Dans la plupart des zones à délimiter, les conditions de travail sont difficiles car souvent le terrain est irrégulier et accidenté, et comprend de nombreuses enclaves pour lesquelles les riverains peuvent produire des titres de propriété. Ceci complique davantage l’alignement des limites et nécessite de nombreux changements de direction et un grand nombre de bornes. Si le terrain est trop accidenté (montagneux), il est nécessaire d’implanter des bornes suffisantes de façon à permettre facilement leur repérage. Les bornes reçoivent un numéro provisoire éventuellement reportés soit sur une pierre fixe soit sur un arbre témoin ou par Cimetière, Marabout, oueds…
Si en apparence l’opération parait très simple, en réalité sur le terrain, elle reste difficile à réaliser du fait du comportement négatif des populations riveraines.
Dans le but de préparer les conditions d’exécution de la reconnaissance provisoire, les agents de l’administration concernée à entrer en contact direct avec les autorités locales et élus locaux du lieu ou se trouve le bien objet de délimitation et ce afin de les sensibiliser aux objectifs de l’opération, de solliciter leur franche collaboration et leur appui direct. enfin de recueillir les renseignements sur les éventuels opposants, de poser les divers problèmes qui peuvent surgir et trouver les solutions immédiates qui arrangent les deux parties.
De même une campagne de sensibilisation de la population serait souhaitable afin de mettre au courant les gens du caractère non officiel ni définitif du bornage, de relater les avantages de l’opération, enfin de sonder les diverses réactions exprimées.
L’enquête préliminaire effectuée au cours de la délimitation provisoire aboutit à l’établissement d’un croquis sommaire. Elle est matérialisée par la pose des bornes provisoires ce qui prédispose défavorablement les riverains.
Par suite de l’arrivé sur les lieux des autorités concernées, avec la fixation des bornes provisoires, qui est une simple prospection faite de manière unilatérale va servir de référence à la délimitation administrative réelle.

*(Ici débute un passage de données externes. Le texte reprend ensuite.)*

// Page-level scenarios driven through the public API

use glam::{DVec3, Vec2, Vec3};
use rand::SeedableRng;
use rand::rngs::StdRng;

use portfolio_engine::config::{DecorConfig, RevealConfig, Side};
use portfolio_engine::render::{Encoder, POINT_STRIDE};
use portfolio_engine::reveal::{Cascade, Section};
use portfolio_engine::scene::{MouseLight, ParticleField, Scene};

#[test]
fn about_highlights_cascade() {
    let config = RevealConfig {
        base_delay: 0.5,
        increment: 0.1,
        ..RevealConfig::default()
    };
    let mut section = Section::new("about", &Cascade::from_config(&config), 4);

    // scrolled past twice before it settles on screen
    let samples = [false, false, true, false, true, true];
    let fired: Vec<bool> = samples.iter().map(|&s| section.observe(s)).collect();
    assert_eq!(fired, [false, false, true, false, false, false]);

    let delays: Vec<f32> = section.steps().iter().map(|s| s.delay).collect();
    for (got, want) in delays.iter().zip([0.5, 0.6, 0.7, 0.8]) {
        assert!((got - want).abs() < 1e-5, "{got} vs {want}");
    }
}

#[test]
fn unvisited_section_keeps_children_hidden() {
    let mut section = Section::new("blog", &Cascade::CARDS, 3);
    for _ in 0..50 {
        section.observe(false);
    }
    assert!(!section.is_revealed());
    for step in section.steps() {
        // no reveal means no clock; children sit at their start state
        assert_eq!(step.sample(0.0).opacity, 0.0);
    }
}

#[test]
fn pointer_drives_hero_light() {
    let mut light = MouseLight::default();
    light.track(0.5, -0.3);
    let p = light.position();
    assert!((p.x - 2.5).abs() < 1e-6);
    assert!((p.y - -1.5).abs() < 1e-6);
}

#[test]
fn hero_particle_field_bounds() {
    let mut rng = StdRng::seed_from_u64(2024);
    let field = ParticleField::generate(300, Vec3::splat(10.0), Vec2::new(0.01, 0.02), &mut rng);
    assert_eq!(field.len(), 300);
    for p in field.points() {
        for c in p.to_array() {
            assert!((-10.0..=10.0).contains(&c), "{c} out of range");
        }
    }
}

#[test]
fn hero_runs_a_minute_of_frames() {
    let mut scene = Scene::hero(&mut StdRng::seed_from_u64(99));
    let mut enc = Encoder::new(1920, 1080);
    let mut last_spin: Vec<DVec3> = Vec::new();

    for frame in 0..3600 {
        let t = frame as f64 / 60.0;
        scene.set_pointer((t * 0.3).sin() as f32, (t * 0.2).cos() as f32);
        scene.tick(t);
        enc.encode(&scene);

        let spin: Vec<DVec3> = scene.shapes().iter().map(|s| s.rotation()).collect();
        if !last_spin.is_empty() {
            for (now, before) in spin.iter().zip(&last_spin) {
                assert!(now.x > before.x && now.y > before.y);
            }
        }
        last_spin = spin;

        for p in enc.points().chunks_exact(POINT_STRIDE) {
            assert!(p.iter().all(|v| v.is_finite()));
        }
    }
}

#[test]
fn left_decor_in_section_color() {
    let config = DecorConfig {
        position: Side::Left,
        color: "#0891b2".into(),
    };
    let mut scene = Scene::decor(&config, &mut StdRng::seed_from_u64(5)).unwrap();
    scene.tick(1.5);
    let mut enc = Encoder::new(256, 256);
    enc.encode(&scene);
    assert!(enc.segment_count() > 0);
    assert_eq!(enc.point_count(), 30);
}
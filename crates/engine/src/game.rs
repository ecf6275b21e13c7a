//! The contract a game fulfils to be driven by [`crate::GameRunner`].

use std::time::Duration;

use anyhow::Result;

use crate::input::InputMap;
use crate::types::Drawable;

/// A game driven one frame at a time.
///
/// Games declare their own `Action` type and bind keys to it through
/// [`Game::input_map`]; every bound action is therefore one the game handles.
/// The runner asks for [`Game::entities`] and [`Game::status_text`] once per
/// frame, but a game must give the same answers no matter how often or in
/// which order they are called.
pub trait Game: Sized {
    type Action: Copy;

    /// Build the game for a play area of `width` x `height` interior cells.
    fn new(width: u16, height: u16) -> Result<Self>;

    /// Everything to draw this frame, in drawing order.
    ///
    /// Every entity must lie inside the play area; cells outside it are
    /// clipped.
    fn entities(&self) -> Vec<Drawable>;

    fn input_map(&self) -> &InputMap<Self::Action>;

    /// Handle one bound action.
    fn apply(&mut self, action: Self::Action);

    /// Advance the simulation by one tick. Must not block.
    fn advance(&mut self) -> Result<()>;

    /// Printed once after the terminal is restored.
    fn exit_message(&self) -> String;

    /// Single line shown in the status box.
    fn status_text(&self) -> String;

    /// Pause before the next frame.
    fn frame_delay(&self) -> Duration;
}
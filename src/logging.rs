//! File logging for the binary.
//!
//! The terminal is the game screen, so log records go to a file through a
//! non-blocking appender.

use std::any::Any;
use std::path::{Path, PathBuf};

use tracing_appender::non_blocking::WorkerGuard;
use tracing_subscriber::layer::SubscriberExt;
use tracing_subscriber::util::SubscriberInitExt;
use tracing_subscriber::EnvFilter;

pub struct LoggingGuard {
    _guard: WorkerGuard,
    log_dir: PathBuf,
}

impl LoggingGuard {
    pub fn log_dir(&self) -> &Path {
        &self.log_dir
    }
}

/// Install the global subscriber. Returns `None` when logging cannot be set up;
/// the game runs either way.
pub fn init(log_dir: Option<&Path>) -> Option<LoggingGuard> {
    let log_dir = match log_dir {
        Some(dir) => dir.to_path_buf(),
        None => std::env::temp_dir().join("tui-runner").join("logs"),
    };
    std::fs::create_dir_all(&log_dir).ok()?;

    let file_appender = tracing_appender::rolling::daily(&log_dir, "tui-runner.log");
    let (non_blocking, guard) = tracing_appender::non_blocking(file_appender);

    let env_filter = EnvFilter::try_from_default_env().unwrap_or_else(|_| EnvFilter::new("info"));

    let subscriber = tracing_subscriber::registry().with(env_filter).with(
        tracing_subscriber::fmt::layer()
            .with_writer(non_blocking)
            .with_ansi(false)
            .with_target(true),
    );

    if subscriber.try_init().is_err() {
        return None;
    }

    // Replaces the default hook: stderr is not visible while the game owns
    // the screen. `panic_notice` covers stderr once the terminal is back.
    std::panic::set_hook(Box::new(|panic_info| {
        tracing::error!(panic = %panic_info, "panic");
    }));

    tracing::info!(log_dir = %log_dir.display(), "tracing initialized");

    Some(LoggingGuard {
        _guard: guard,
        log_dir,
    })
}

/// One line for stderr after a panic has unwound out of the game loop.
pub fn panic_notice(payload: &(dyn Any + Send), log_dir: Option<&Path>) -> String {
    let reason = payload
        .downcast_ref::<&str>()
        .copied()
        .or_else(|| payload.downcast_ref::<String>().map(String::as_str))
        .unwrap_or("unknown cause");
    match log_dir {
        Some(dir) => format!("tui-runner panicked: {reason} (details in {})", dir.display()),
        None => format!("tui-runner panicked: {reason}"),
    }
}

II. LA PROCEDURE DE FIXATION DES LIMITES
L’initiative de la délimitation est de la compétence de l’administration ou la collectivité ethnique. Elle se manifeste au début par le dépôt d’une réquisition auprès du Premier Ministre. L’opportunité de l’opération est décidée lorsque les conditions surtout matérielles et sociales s’y prêtent. Les particuliers ne peuvent engager la procédure eux-mêmes, ni soulever le projet de la délimitation administrative.
1) LA FIXATION DÉFINITIVE DES LIMITES
Aussitôt la période de la reconnaissance achevée, les autorités compétentes tels que la Direction des Domaines de l’Etat, le Haut Commissariat des Eaux et Forêts et la Lutte Contre la Désertification ou la Direction des Affaires Rurales, procèdent à la préparation de la demande de délimitation et du projet de décret autorisant le commencement des opérations de la délimitation administrative.

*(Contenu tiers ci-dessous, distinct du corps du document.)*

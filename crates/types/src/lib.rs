//! Core types module - shared data structures and constants
//!
//! This module defines the plain data exchanged between a game, the terminal
//! surface and the loop controller. Nothing here performs I/O, so the types are
//! usable from game logic, renderers and tests alike.
//!
//! # Screen Layout
//!
//! The terminal is split into two bordered regions stacked vertically:
//!
//! | Region | Rows | Offset |
//! |--------|------|--------|
//! | play   | `total_height - STATUS_HEIGHT` | `(0, 0)` |
//! | status | `STATUS_HEIGHT` | `(total_height - STATUS_HEIGHT, 0)` |
//!
//! Both regions span the full terminal width. Every region reserves a one-cell
//! border on each side; drawable coordinates are relative to the *interior*.
//!
//! # Examples
//!
//! ```
//! use tui_runner_types::{Color, Drawable};
//!
//! let star = Drawable::glyph(3, 0, '*').with_color(Color::Yellow);
//! assert_eq!(star.position(), (3, 0));
//! assert_eq!(star.resolved_color(), Color::Yellow);
//!
//! let ship = Drawable::texture(10, 4, ["/^\\", "###"]);
//! assert_eq!(ship.height(), 2);
//! assert_eq!(ship.resolved_color(), Color::White);
//! ```

/// Height of the status region in rows, border included.
pub const STATUS_HEIGHT: u16 = 5;

/// Width of the border drawn around every region, in cells.
pub const BORDER: u16 = 1;

/// Smallest width or height a region may have (border + one interior cell + border).
pub const MIN_REGION_SIDE: u16 = 2 * BORDER + 1;

/// Interior row the status text is anchored at (screen row 2 inside the status box).
pub const STATUS_ANCHOR_ROW: u16 = 1;

/// Interior column the status text is anchored at (screen column 3 inside the status box).
pub const STATUS_ANCHOR_COL: u16 = 2;

/// Glyph used for the left and right border.
pub const BORDER_SIDE: char = '|';

/// Glyph used for the top and bottom border.
pub const BORDER_EDGE: char = '-';

/// Glyph used where two border lines meet.
pub const BORDER_CORNER: char = '+';

/// Glyph written into cleared interior cells.
pub const BLANK: char = ' ';

/// The fixed color palette.
///
/// Every color is drawn on a black background. [`Color::White`] is the default
/// for drawables that do not carry a color of their own.
#[derive(Debug, Clone, Copy, PartialEq, Eq, Hash, Default)]
pub enum Color {
    #[default]
    White,
    Red,
    Blue,
    Green,
    Cyan,
    Magenta,
    Yellow,
}

impl Color {
    /// All palette entries, in registration order.
    pub const ALL: [Color; 7] = [
        Color::White,
        Color::Red,
        Color::Blue,
        Color::Green,
        Color::Cyan,
        Color::Magenta,
        Color::Yellow,
    ];

    /// Parse a color name (case-insensitive)
    ///
    /// # Examples
    ///
    /// ```
    /// use tui_runner_types::Color;
    ///
    /// assert_eq!(Color::from_str("red"), Some(Color::Red));
    /// assert_eq!(Color::from_str("CYAN"), Some(Color::Cyan));
    /// assert_eq!(Color::from_str("orange"), None);
    /// ```
    pub fn from_str(s: &str) -> Option<Self> {
        match s.to_lowercase().as_str() {
            "white" => Some(Color::White),
            "red" => Some(Color::Red),
            "blue" => Some(Color::Blue),
            "green" => Some(Color::Green),
            "cyan" => Some(Color::Cyan),
            "magenta" => Some(Color::Magenta),
            "yellow" => Some(Color::Yellow),
            _ => None,
        }
    }

    pub fn as_str(&self) -> &'static str {
        match self {
            Color::White => "white",
            Color::Red => "red",
            Color::Blue => "blue",
            Color::Green => "green",
            Color::Cyan => "cyan",
            Color::Magenta => "magenta",
            Color::Yellow => "yellow",
        }
    }
}

/// A positioned entity the game wants drawn this frame.
///
/// `x`/`y` are interior cell coordinates of the play region, origin top-left.
/// A texture is drawn one row per element, starting at `y` and moving down.
#[derive(Debug, Clone, PartialEq, Eq)]
pub enum Drawable {
    Glyph {
        x: u16,
        y: u16,
        ch: char,
        color: Option<Color>,
    },
    Texture {
        x: u16,
        y: u16,
        rows: Vec<String>,
        color: Option<Color>,
    },
}

impl Drawable {
    pub fn glyph(x: u16, y: u16, ch: char) -> Self {
        Drawable::Glyph {
            x,
            y,
            ch,
            color: None,
        }
    }

    pub fn texture<I, S>(x: u16, y: u16, rows: I) -> Self
    where
        I: IntoIterator<Item = S>,
        S: Into<String>,
    {
        Drawable::Texture {
            x,
            y,
            rows: rows.into_iter().map(Into::into).collect(),
            color: None,
        }
    }

    pub fn with_color(mut self, c: Color) -> Self {
        match &mut self {
            Drawable::Glyph { color, .. } | Drawable::Texture { color, .. } => *color = Some(c),
        }
        self
    }

    /// `(x, y)` in play-region interior coordinates.
    pub fn position(&self) -> (u16, u16) {
        match self {
            Drawable::Glyph { x, y, .. } | Drawable::Texture { x, y, .. } => (*x, *y),
        }
    }

    pub fn color(&self) -> Option<Color> {
        match self {
            Drawable::Glyph { color, .. } | Drawable::Texture { color, .. } => *color,
        }
    }

    /// The color to draw with: the entity's own, else the palette default.
    pub fn resolved_color(&self) -> Color {
        self.color().unwrap_or_default()
    }

    /// Number of rows the entity occupies, saturating at `u16::MAX`.
    pub fn height(&self) -> u16 {
        match self {
            Drawable::Glyph { .. } => 1,
            Drawable::Texture { rows, .. } => u16::try_from(rows.len()).unwrap_or(u16::MAX),
        }
    }
}

/// Identifies one of the two surface regions.
#[derive(Debug, Clone, Copy, PartialEq, Eq, Hash)]
pub enum RegionId {
    /// The larger area where game entities are drawn.
    Play,
    /// The strip below the play area holding the status line.
    Status,
}

impl RegionId {
    /// Both regions, in flush order.
    pub const ALL: [RegionId; 2] = [RegionId::Play, RegionId::Status];

    pub fn as_str(&self) -> &'static str {
        match self {
            RegionId::Play => "play",
            RegionId::Status => "status",
        }
    }
}

#[cfg(test)]
mod tests {
    use super::*;

    #[test]
    fn status_anchor_sits_inside_border() {
        assert_eq!(STATUS_ANCHOR_ROW + BORDER, 2);
        assert_eq!(STATUS_ANCHOR_COL + BORDER, 3);
        assert!(STATUS_ANCHOR_ROW + BORDER < STATUS_HEIGHT - BORDER);
    }

    #[test]
    fn color_names_round_trip_through_the_palette() {
        for c in Color::ALL {
            assert_eq!(Color::from_str(c.as_str()), Some(c));
        }
        assert_eq!(Color::default(), Color::White);
    }

    #[test]
    fn with_color_applies_to_both_variants() {
        let g = Drawable::glyph(0, 0, '@').with_color(Color::Red);
        let t = Drawable::texture(0, 0, ["ab"]).with_color(Color::Blue);
        assert_eq!(g.color(), Some(Color::Red));
        assert_eq!(t.color(), Some(Color::Blue));
    }

    #[test]
    fn texture_height_counts_rows() {
        let t = Drawable::texture(2, 1, ["##", "##", "##"]);
        assert_eq!(t.height(), 3);
        assert_eq!(t.position(), (2, 1));
        assert_eq!(Drawable::glyph(5, 5, 'x').height(), 1);
    }

    #[test]
    fn oversized_texture_height_saturates() {
        let rows = vec![String::new(); u16::MAX as usize + 2];
        assert_eq!(Drawable::texture(0, 0, rows).height(), u16::MAX);
    }
}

Dans la requête de délimitation, les administrations doivent préciser le bien qu’elles entendent soumettre à la délimitation, le nom sous lequel il est connu, son emplacement, ses limites, les riverains, les enclaves et les charges ou les droits réels qui paraissent le grever. Après avoir déterminé la date du commencement de l’opération de délimitation et du bornage, la requête est traduite sous la forme d’une réquisition de délimitation administrative à Monsieur le secrétaire général du gouvernement, puis signé sous la forme d’un décret par le Premier Ministre. Par la suite, un extrait de la réquisition et le décret autorisant le commencement des opérations seront publiés au bulletin officiel, un mois avant la date fixée pour le commencement de l’opération de délimitation.

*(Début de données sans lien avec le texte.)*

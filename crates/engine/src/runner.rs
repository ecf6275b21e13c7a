//! GameRunner: the fixed-cadence advance/input/render loop.
//!
//! One frame is:
//!
//! 1. advance the game by one tick
//! 2. take at most one pending key and dispatch its bound action
//! 3. project the game's entities onto the play region
//! 4. write the status line at its anchor
//! 5. flush the play region, then the status region
//! 6. blank both interiors
//! 7. sleep for the game's current frame delay
//!
//! [`GameRunner::step`] runs steps 1-6 and returns the delay, so frames can be
//! driven without sleeping. [`GameRunner::run`] owns raw terminal mode for the
//! whole loop and always restores it before printing the exit message, whether
//! the loop stopped on request, failed, or panicked.

use std::io::Write;
use std::panic::{self, AssertUnwindSafe};
use std::time::Duration;

use crate::config::RunnerConfig;
use crate::error::{Result, RunnerError};
use crate::game::Game;
use crate::input::{is_stop_key, InputSource};
use crate::stop::StopHandle;
use crate::term::{Display, Projection, TerminalGuard, TerminalOps, TerminalSurface};

#[derive(Debug, Clone, Copy, PartialEq, Eq)]
pub enum RunState {
    Running,
    Terminating,
}

#[derive(Debug, Clone, Copy, PartialEq, Eq)]
pub enum StopReason {
    /// The [`StopHandle`] was raised (signal or another owner).
    Interrupted,
    /// `Ctrl+C` was read from the terminal.
    StopKey,
    /// The configured frame limit was reached.
    FrameLimit,
}

impl StopReason {
    pub fn as_str(&self) -> &'static str {
        match self {
            StopReason::Interrupted => "interrupted",
            StopReason::StopKey => "stop_key",
            StopReason::FrameLimit => "frame_limit",
        }
    }
}

/// How a clean run ended.
#[derive(Debug, Clone, Copy, PartialEq, Eq)]
pub struct RunSummary {
    pub frames: u64,
    pub stop: StopReason,
}

/// What happened in one frame.
#[derive(Debug, Clone, Copy, PartialEq, Eq)]
pub struct FrameReport {
    /// 1-based frame number.
    pub frame: u64,
    pub action_applied: bool,
    pub projection: Projection,
    pub status_clipped: usize,
    pub delay: Duration,
}

pub struct GameRunner<G: Game, D: Display, I: InputSource> {
    surface: TerminalSurface,
    game: G,
    display: D,
    input: I,
    stop: StopHandle,
    stop_key_seen: bool,
    max_frames: u64,
    frames: u64,
    state: RunState,
}

impl<G: Game, D: Display, I: InputSource> GameRunner<G, D, I> {
    /// Lay out a `size` = `(width, height)` terminal and build the game for
    /// its play area with [`Game::new`].
    pub fn new(config: &RunnerConfig, size: (u16, u16), display: D, input: I) -> Result<Self> {
        Self::with_factory(config, size, display, input, G::new)
    }

    /// Like [`GameRunner::new`], building the game with `build(width, height)`.
    pub fn with_factory<F>(
        config: &RunnerConfig,
        size: (u16, u16),
        display: D,
        input: I,
        build: F,
    ) -> Result<Self>
    where
        F: FnOnce(u16, u16) -> anyhow::Result<G>,
    {
        let (width, height) = size;
        let surface = TerminalSurface::new(width, height, config.status_height)?;
        let (play_w, play_h) = surface.play_interior();
        let game = build(play_w, play_h).map_err(|cause| RunnerError::GameInit {
            width: play_w,
            height: play_h,
            cause,
        })?;

        tracing::info!(
            width,
            height,
            status_height = config.status_height,
            play_w,
            play_h,
            "runner initialized"
        );

        Ok(Self {
            surface,
            game,
            display,
            input,
            stop: StopHandle::new(),
            stop_key_seen: false,
            max_frames: config.max_frames,
            frames: 0,
            state: RunState::Running,
        })
    }

    /// Use `stop` instead of the runner's own handle.
    pub fn with_stop_handle(mut self, stop: StopHandle) -> Self {
        self.stop = stop;
        self
    }

    pub fn stop_handle(&self) -> StopHandle {
        self.stop.clone()
    }

    pub fn state(&self) -> RunState {
        self.state
    }

    pub fn frames(&self) -> u64 {
        self.frames
    }

    pub fn game(&self) -> &G {
        &self.game
    }

    pub fn game_mut(&mut self) -> &mut G {
        &mut self.game
    }

    pub fn surface(&self) -> &TerminalSurface {
        &self.surface
    }

    pub fn display(&self) -> &D {
        &self.display
    }

    pub fn input(&self) -> &I {
        &self.input
    }

    /// Run one frame without pacing.
    pub fn step(&mut self) -> Result<FrameReport> {
        let frame = self.frames + 1;
        let fault = move |cause: anyhow::Error| RunnerError::Fault { frame, cause };

        self.game.advance().map_err(fault)?;

        let action_applied = self.handle_input().map_err(fault)?;

        let entities = self.game.entities();
        let projection = self.surface.draw_entities(&entities);
        if projection.clipped > 0 {
            tracing::debug!(frame, clipped = projection.clipped, "entities outside play area");
        }

        let status = self.game.status_text();
        let status_clipped = self.surface.write_status(&status);

        self.surface.flush_all(&mut self.display).map_err(fault)?;
        self.surface.clear_all();

        self.frames = frame;
        let delay = self.game.frame_delay();
        tracing::trace!(frame, drawn = projection.drawn, ?delay, "frame done");

        Ok(FrameReport {
            frame,
            action_applied,
            projection,
            status_clipped,
            delay,
        })
    }

    fn handle_input(&mut self) -> anyhow::Result<bool> {
        let Some(key) = self.input.poll_key()? else {
            return Ok(false);
        };
        if is_stop_key(&key) {
            self.stop_key_seen = true;
            return Ok(false);
        }
        match self.game.input_map().lookup(&key) {
            Some(action) => {
                self.game.apply(action);
                Ok(true)
            }
            None => Ok(false),
        }
    }

    fn pending_stop(&self) -> Option<StopReason> {
        if self.stop_key_seen {
            Some(StopReason::StopKey)
        } else if self.stop.is_requested() {
            Some(StopReason::Interrupted)
        } else if self.max_frames > 0 && self.frames >= self.max_frames {
            Some(StopReason::FrameLimit)
        } else {
            None
        }
    }

    fn run_frames(&mut self) -> Result<RunSummary> {
        loop {
            if let Some(stop) = self.pending_stop() {
                return Ok(RunSummary {
                    frames: self.frames,
                    stop,
                });
            }
            let report = self.step()?;
            if self.pending_stop().is_none() && !report.delay.is_zero() {
                std::thread::sleep(report.delay);
            }
        }
    }

    /// Run frames until a stop is requested or a frame fails.
    ///
    /// `ops` switches the terminal into game mode for the duration of the
    /// loop. On every exit path the terminal is restored first, then a blank
    /// line and the game's exit message are written to `out`. A panic inside
    /// the loop is resumed after that.
    pub fn run<O, W>(&mut self, ops: &mut O, out: &mut W) -> Result<RunSummary>
    where
        O: TerminalOps + ?Sized,
        W: Write + ?Sized,
    {
        if self.state == RunState::Terminating {
            return Err(RunnerError::Terminal(anyhow::anyhow!(
                "runner has already terminated"
            )));
        }
        let mut guard = TerminalGuard::enter(ops).map_err(RunnerError::Terminal)?;

        let outcome = panic::catch_unwind(AssertUnwindSafe(|| self.run_frames()));
        self.state = RunState::Terminating;

        if let Err(err) = guard.restore() {
            tracing::warn!(error = %format!("{err:#}"), "terminal restore failed");
        }
        drop(guard);

        let message = self.game.exit_message();
        if let Err(err) = writeln!(out).and_then(|_| writeln!(out, "{message}")) {
            tracing::warn!(error = %err, "failed to write exit message");
        }

        match outcome {
            Ok(Ok(summary)) => {
                tracing::info!(frames = summary.frames, stop = summary.stop.as_str(), "runner stopped");
                Ok(summary)
            }
            Ok(Err(err)) => {
                tracing::error!(frames = self.frames, error = %err, "runner failed");
                Err(err)
            }
            Err(payload) => {
                tracing::error!(frames = self.frames, "runner panicked");
                panic::resume_unwind(payload)
            }
        }
    }
}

Entre le décret autorisant l’opération de délimitation et l’homologation, le législateur a prévu des mesures conservatoires par la voie de suspension provisoire de toute nouvelle immatriculation, ou de transactions immobilières particulières dans les périmètres soumis à la délimitation.
A partir de la date de publication du décret autorisant le commencement de la procédure, les actes d’aliénation ou de jouissance à titre onéreux ou gratuit même entre les parties concernées, sont interdits dans le périmètre soumis à la délimitation administrative à peine de nullité. Sauf autorisation écrite de l’administration concernée pour les biens du domaine de l’Etat et dans les conditions imposées par le dahir du 27 avril 1919 pour les terres collectives.
Une propriété domaniale ou collective soumise à la délimitation ne peut être aliéné en propriété ou en jouissance, au cours de cette procédure par les prétendants droits sans un certificat de non-opposition de l’administration intéressée . L’administration des domaines ou des eaux et forêts qui a fait opposition à une réquisition d’immatriculation d’un immeuble acquis, sans que ce certificat de non-opposition ait été demandé ou obtenu, a manifesté ainsi, dés qu’elle a eu connaissance de la vente, son intention d’en contester la validité et de se prévaloir de la nullité prévue par l’article 3 du dahir du 3 janvier 1916. L’opposition de l’administration est déclarée fondée .
La nullité des transactions est relative, et elle ne peut être invoquée que par l’administration en faveur de laquelle elle a été établie .
Le vendeur ne peut donc l’opposer à son acheteur, s’il est établi par ailleurs que l’administration, loin de s’opposer à la vente, l’a approuvée.
La seconde sujétion de l’article 3 du dahir du 1916 prévoit que « pendant le même délai, aucune demande d’immatriculation ne peut être introduite ». Cette formalité a un caractère `` simplement probatoire et non solennelle``. Par conséquent elle ne peut être appliquée qu’aux requérant d’immatriculation postérieure à la délimitation. Les particuliers ayant déposé une réquisition d’immatriculation avant la délimitation administrative sont recevable à immatriculer leurs propriétés .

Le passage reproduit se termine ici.